Ute Erb (* 25. Dezember 1940 in Scherbach jetzt Rheinbach, Voreifel) ist eine deutsche Schriftstellerin und Lyrikerin und die jüngste Schwester von Elke Erb.

1949 holte der Geisteswissenschaftler Ewald Johann Erb seine Familie aus dem Rheinland in die DDR nach Halle (Saale), wo er seit zwei Jahren keine Professur als Ethnologe bekam, weil er trotz (oder wegen) Mitgliedschaft in der Vereinigung der Verfolgten des Naziregimes VVN verdächtigt wurde, englischer Agent zu sein. Da der Vater arbeitslos und nervenkrank war, kamen die drei Töchter zunächst in die Stiftungen von August Hermann Francke. Hier wurde Ute Erb Junger Pionier und trat der Kindergruppe von Jenny Gertz bei, die als jüdische Tänzerin das KZ überlebt hatte. Der Vater wurde als Oberschullehrer eingesetzt und später wissenschaftlicher Assistent am Institut für Deutsche Geschichte, bis er für die Arbeit an seinem Hauptwerk freigestellt wurde: Band 1.1, Band 1.2 und Band 2 der «Geschichte der deutschen Literatur. Von den Anfängen bis zur Gegenwart», hrsg. vom Kollektiv für Literaturgeschichte (Klaus Gysi u.a.), die auf 10 Bände geplant war und bei Volk und Wissen Volkseigener Verlag nach und nach erschien.
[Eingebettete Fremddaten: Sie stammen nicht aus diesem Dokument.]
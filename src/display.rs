//! Rendering expressions as text.

use crate::expr::Expression;
use std::fmt::{self, Display, Formatter};

impl Display for Expression {
    fn fmt(&self, f: &mut Formatter<'_>) -> fmt::Result {
        match self {
            Expression::Number(value) => write!(f, "{}", value),
            Expression::Fraction(numerator, denominator) => {
                write!(f, "{}/{}", numerator, denominator)
            },
            Expression::Symbol(symbol) => write!(f, "{}", symbol),
            Expression::Sum(terms) => write_sum(terms, f),
            Expression::Product(factors) => write_product(factors, f),
            Expression::Power { base, exponent } => {
                write_power(base, exponent, f)
            },
            Expression::Function { function, operand } => {
                write!(f, "{}({})", function, operand)
            },
        }
    }
}

fn write_sum(terms: &[Expression], f: &mut Formatter<'_>) -> fmt::Result {
    for (i, term) in terms.iter().enumerate() {
        match (i, negated(term)) {
            (0, _) => write!(f, "{}", term)?,
            (_, Some(positive @ Expression::Sum(_))) => {
                write!(f, " - ({})", positive)?
            },
            (_, Some(positive)) => write!(f, " - {}", positive)?,
            (_, None) => write!(f, " + {}", term)?,
        }
    }

    Ok(())
}

fn write_product(
    factors: &[Expression],
    f: &mut Formatter<'_>,
) -> fmt::Result {
    let (numerator, denominator): (Vec<_>, Vec<_>) =
        factors.iter().map(split_divisor).partition(|(_, inverted)| !inverted);

    let numerator: Vec<_> = numerator.into_iter().map(|(e, _)| e).collect();
    let denominator: Vec<_> =
        denominator.into_iter().map(|(e, _)| e).collect();

    match numerator.as_slice() {
        [] => write!(f, "1")?,
        // a prefix minus binds tighter than "^", so "-x^2" would be (-x)^2
        [Expression::Number(-1), rest @ ..]
            if !rest.is_empty()
                && !matches!(rest[0], Expression::Power { .. }) =>
        {
            write!(f, "-")?;
            write_factors(rest, f)?;
        },
        all => write_factors(all, f)?,
    }

    match denominator.as_slice() {
        [] => Ok(()),
        [single] if !single.is_compound() => write!(f, " / {}", single),
        several => {
            write!(f, " / (")?;
            write_factors(several, f)?;
            write!(f, ")")
        },
    }
}

fn write_factors(
    factors: &[Expression],
    f: &mut Formatter<'_>,
) -> fmt::Result {
    for (i, factor) in factors.iter().enumerate() {
        if i > 0 {
            write!(f, "*")?;
        }

        if factors.len() > 1 && needs_parens_as_factor(factor) {
            write!(f, "({})", factor)?;
        } else {
            write!(f, "{}", factor)?;
        }
    }

    Ok(())
}

fn write_power(
    base: &Expression,
    exponent: &Expression,
    f: &mut Formatter<'_>,
) -> fmt::Result {
    if base.is_atomic() {
        write!(f, "{}", base)?;
    } else {
        write!(f, "({})", base)?;
    }

    match exponent {
        Expression::Number(_) => write!(f, "^{}", exponent),
        e if e.is_atomic() => write!(f, "^{}", e),
        e => write!(f, "^({})", e),
    }
}

/// Turn `x^-n` into `(x^n, true)` so it can be written after a `/`.
fn split_divisor(factor: &Expression) -> (Expression, bool) {
    if let Expression::Power { base, exponent } = factor {
        if let Expression::Number(n) = **exponent {
            if n < 0 {
                return match n.checked_neg() {
                    Some(1) => (Expression::clone(base), true),
                    Some(positive) => {
                        (Expression::clone(base).pow(positive), true)
                    },
                    None => (factor.clone(), false),
                };
            }
        }
    }

    (factor.clone(), false)
}

/// The absolute value of a term with a negative coefficient.
fn negated(term: &Expression) -> Option<Expression> {
    match term {
        Expression::Number(n) if *n < 0 => {
            n.checked_neg().map(Expression::from)
        },
        Expression::Fraction(n, d) if *n < 0 => {
            n.checked_neg().map(|n| Expression::Fraction(n, *d))
        },
        Expression::Product(factors) => match factors.split_first()? {
            (Expression::Number(-1), [single]) => Some(single.clone()),
            (Expression::Number(-1), rest) => {
                Some(Expression::product(rest.to_vec()))
            },
            (head, rest) => {
                let positive = negated(head)?;
                let mut factors = vec![positive];
                factors.extend(rest.iter().cloned());
                Some(Expression::product(factors))
            },
        },
        _ => None,
    }
}

fn needs_parens_as_factor(factor: &Expression) -> bool {
    match factor {
        Expression::Sum(_) | Expression::Fraction(..) => true,
        _ => false,
    }
}

impl Expression {
    fn is_compound(&self) -> bool {
        match self {
            Expression::Sum(_) | Expression::Product(_) => true,
            _ => false,
        }
    }

    fn is_atomic(&self) -> bool {
        match self {
            Expression::Number(n) => *n >= 0,
            Expression::Symbol(_) | Expression::Function { .. } => true,
            _ => false,
        }
    }

    /// Get a [`Display`]-able version of this expression which shows the
    /// structure of the tree instead of conventional notation.
    ///
    /// Use the alternate flag (`{:#}`) to print one node per line.
    pub fn compact(&self) -> Compact<'_> { Compact(self) }
}

/// The bracketed form of an [`Expression`], e.g. `+[x, *[2, y]]`.
#[derive(Debug, Copy, Clone, PartialEq)]
pub struct Compact<'a>(pub &'a Expression);

impl<'a> Display for Compact<'a> {
    fn fmt(&self, f: &mut Formatter<'_>) -> fmt::Result {
        if f.alternate() {
            write_tree(self.0, 0, f)
        } else {
            write_compact(self.0, f)
        }
    }
}

fn write_compact(expr: &Expression, f: &mut Formatter<'_>) -> fmt::Result {
    match expr {
        Expression::Number(value) => write!(f, "{}", value),
        Expression::Fraction(numerator, denominator) => {
            write!(f, "({}/{})", numerator, denominator)
        },
        Expression::Symbol(symbol) => write!(f, "{}", symbol),
        Expression::Sum(items) | Expression::Product(items) => {
            let op = if let Expression::Sum(_) = expr { "+" } else { "*" };
            write!(f, "{}[", op)?;

            for (i, item) in items.iter().enumerate() {
                if i > 0 {
                    write!(f, ", ")?;
                }
                write_compact(item, f)?;
            }

            write!(f, "]")
        },
        Expression::Power { base, exponent } => {
            write!(f, "(")?;
            write_compact(base, f)?;
            write!(f, "^")?;
            write_compact(exponent, f)?;
            write!(f, ")")
        },
        Expression::Function { function, operand } => {
            write!(f, "{}(", function)?;
            write_compact(operand, f)?;
            write!(f, ")")
        },
    }
}

fn write_tree(
    expr: &Expression,
    depth: usize,
    f: &mut Formatter<'_>,
) -> fmt::Result {
    let label = match expr {
        Expression::Sum(_) => String::from("+"),
        Expression::Product(_) => String::from("*"),
        Expression::Power { .. } => String::from("pow"),
        Expression::Function { function, .. } => function.to_string(),
        leaf => Compact(leaf).to_string(),
    };
    writeln!(f, "{:indent$}{}", "", label, indent = depth * 2)?;

    for child in expr.operands() {
        write_tree(child, depth + 1, f)?;
    }

    Ok(())
}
1955 kam Ute Erb zur Oberschule und trat der FDJ bei. 1957 verließ sie die DDR illegal und ohne Wissen der Eltern, um zu Bekannten nach Köln zu gehen – „aus Heimweh nach einem Deutschland, das es gar nicht gab“. In der Bundesrepublik ebensowenig heimisch geworden wie in der DDR, wechselte sie gezwungenermaßen häufig die Schule und arbeitete 1960/61 ein halbes Jahr in verschiedenen Kibuzim. Das Abitur machte sie erst im Mai 1968 auf einem Abendgymnasium für berufstätige Erwachsene (Zweiter Bildungsweg).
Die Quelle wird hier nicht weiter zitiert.